We have adjusted for (1) analysis batch, (2) whether participants of batch 2 were a selected healthy subject, and (3) whether participants of batch 3 were a selected migraine case. As subjects in batch 2 cannot be a selected migraine case, we performed sensitivity analyses that all support the notion that the batch-specific adjustments did not bias the effect estimate of the main finding of the present study (see results).

The healthy participants of batch 2 were individuals that (1) valued their current health as good or very good, (2) did not take medication for asthma, anxiety, allergy, depression, thyroid problems, high cholesterol, high blood pressure, chronic obstructive pulmonary disease, or any other prescription medication, and (3) did not have angina pectoris, myocardial infarction, atrial fibrillation, stroke, asthma, chronic obstructive pulmonary disease, diabetes, hypothyroidism, hyperthyroidism, cancer, migraine, psoriasis, renal disease, rheumatoid arthritis, spondylarthritis, gout, or mental problems.

Collection of questionnaire data

Collection of questionnaire data have previously been described in detail^24,45,46. In brief, HUNT4 participants responded to questionnaires regarding their gender, health (Chronic disease Yes/No was the answer to the question: Do you suffer from longstanding [at least 1 year] illness or injury of a physical or psychological nature that impairs your functioning in your daily life?), medication, smoking, and country of residence at 1 year of age. They also answered questions regarding last year’s weekly intake of fruit/berries, vegetables, red meat (beef, pork, lamb, game), white meat (chicken, turkey), processed meat (e.g., minced meat, sausage), low-fat fish (e.g., cod, pollock), and high-fat fish (e.g., salmon, trout, herring, mackerel, haddock). Participants also answered questions regarding last year’s alcohol frequency of 6 or more glasses in one sitting. Furthermore, study participants were asked to score their stool sample according to the Bristol stool scale⁴⁷. This scale is numbered 1–7, with one being the hardest type of stool and seven being completely liquid. For statistical analyses, the Bristol stool scale data were recoded into 3 categories: Bristol stool scale 1–2 was categorized as hard stool that was coded as 1, Bristol stool scale 3–4 were categorized as normal stool and coded as 2, and Bristol stool scale 5–7 were categorized as loose stool and coded as 3²¹.

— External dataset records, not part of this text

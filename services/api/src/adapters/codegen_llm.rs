//! services/api/src/adapters/codegen_llm.rs
//!
//! This module contains the adapter for the component code-generation LLM.
//! It implements the `CodeGenerationModel` port from the `core` crate.
//!
//! The adapter makes a single attempt and reports any failure as a port
//! error; the caller degrades through the fallback tiers instead of retrying.

use async_openai::{
    config::OpenAIConfig,
    types::chat::{
        ChatCompletionRequestMessage, ChatCompletionRequestSystemMessageArgs,
        ChatCompletionRequestUserMessageArgs, CreateChatCompletionRequestArgs,
    },
    Client,
};
use async_trait::async_trait;
use gallery_core::ports::{CodeGenerationModel, PortError, PortResult};

const SYSTEM_INSTRUCTIONS: &str = "You are a UI component generator. You receive a request \
describing a component and the technologies it should use, and you answer with a single JSON \
object containing exactly the fields `name`, `description` and `code`. Respond with JSON only, \
no surrounding prose and no code fences.";

/// An adapter that implements `CodeGenerationModel` using an OpenAI-compatible LLM.
#[derive(Clone)]
pub struct OpenAiCodegenAdapter {
    client: Client<OpenAIConfig>,
    model: String,
}

impl OpenAiCodegenAdapter {
    /// Creates a new `OpenAiCodegenAdapter`.
    pub fn new(client: Client<OpenAIConfig>, model: String) -> Self {
        Self { client, model }
    }
}

#[async_trait]
impl CodeGenerationModel for OpenAiCodegenAdapter {
    async fn generate(&self, instruction: &str) -> PortResult<String> {
        let messages = vec![
            ChatCompletionRequestMessage::System(
                ChatCompletionRequestSystemMessageArgs::default()
                    .content(SYSTEM_INSTRUCTIONS)
                    .build()
                    .map_err(|e| PortError::Unexpected(e.to_string()))?,
            ),
            ChatCompletionRequestMessage::User(
                ChatCompletionRequestUserMessageArgs::default()
                    .content(instruction)
                    .build()
                    .map_err(|e| PortError::Unexpected(e.to_string()))?,
            ),
        ];

        let request = CreateChatCompletionRequestArgs::default()
            .model(&self.model)
            .messages(messages)
            .max_tokens(2000u32)
            .temperature(0.7)
            .build()
            .map_err(|e| PortError::Unexpected(e.to_string()))?;

        let response = self
            .client
            .chat()
            .create(request)
            .await
            .map_err(|e| PortError::Unexpected(e.to_string()))?;

        let text = response
            .choices
            .first()
            .and_then(|choice| choice.message.content.clone())
            .ok_or_else(|| PortError::Unexpected("No content in model response".to_string()))?;

        Ok(text)
    }
}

Anthropometric and body composition measurements

Anthropometric (height, weight) and body composition (body fat mass, ALM and total lean mass) data were obtained by direct segmental measurement multi-frequency BIA (InBody770®). The InBody770® device measures impedance in five separate compartments (left and right arm, left and right leg, trunk) by using 8 tactile electrodes (anterior and posterior part of each foot and thumb and palm of each hand) to send currents through the body at 6 different frequencies (1, 5, 50, 250, 500, and 1000 kHz) and measure the resulting voltage. Lean mass was defined as fat-free mass. During analysis, the participants were barefoot. Prior involuntary weight loss of >5 kg the past six months (yes/no) was evaluated using a questionnaire.

Bone densitometry

Bone densitometry of the left hip (total and femoral neck) was performed by trained staff in four municipalities by two different DXA machines (Hologic and Lunar Prodigy). Regions of interest were systematically evaluated. To be able to use total hip and femoral neck DXA measurements performed with equipment from two different manufactures (Hologic, n = 461 and Lunar Prodigy, n = 582), standardized BMD was calculated for these bone sites as previously described^48,49. Furthermore, to minimize the possible confounding effect of using two different DXA machines, DXA type (Hologic or Lunar Prodigy) was included as a covariate in all regression analyses with total hip and femoral neck BMDs as dependent factors. The BMD regression analyses were further adjusted for age, gender, cohort- and batch-specific covariates, scanner location, and body mass index.

Gut microbiota analysis

Stool collection, DNA extraction, and microbiome analysis were performed as previously described^23,24. In brief, stool samples were collected on filter papers in the homes of the participants and then sent to the HUNT biobank for storage at –80 °C. Three 6 mm discs were punched out from each filter card into an allocated well on MagMAX™ 96 Deep Well Plates (Thermo Fisher Scientific, Waltham, USA). After bead-beating to disrupt microbial cell walls, DNA was isolated using the Microbiome MagMAX Ultra kit (Thermo Fisher Scientific) following the manufacturer’s recommendations on KingFisher™ Flex (Thermo Fisher Scientific). The amount of DNA was quantified using Quant-iT™ PicoGreen™ dsDNA Reagent (Thermo Fisher Scientific).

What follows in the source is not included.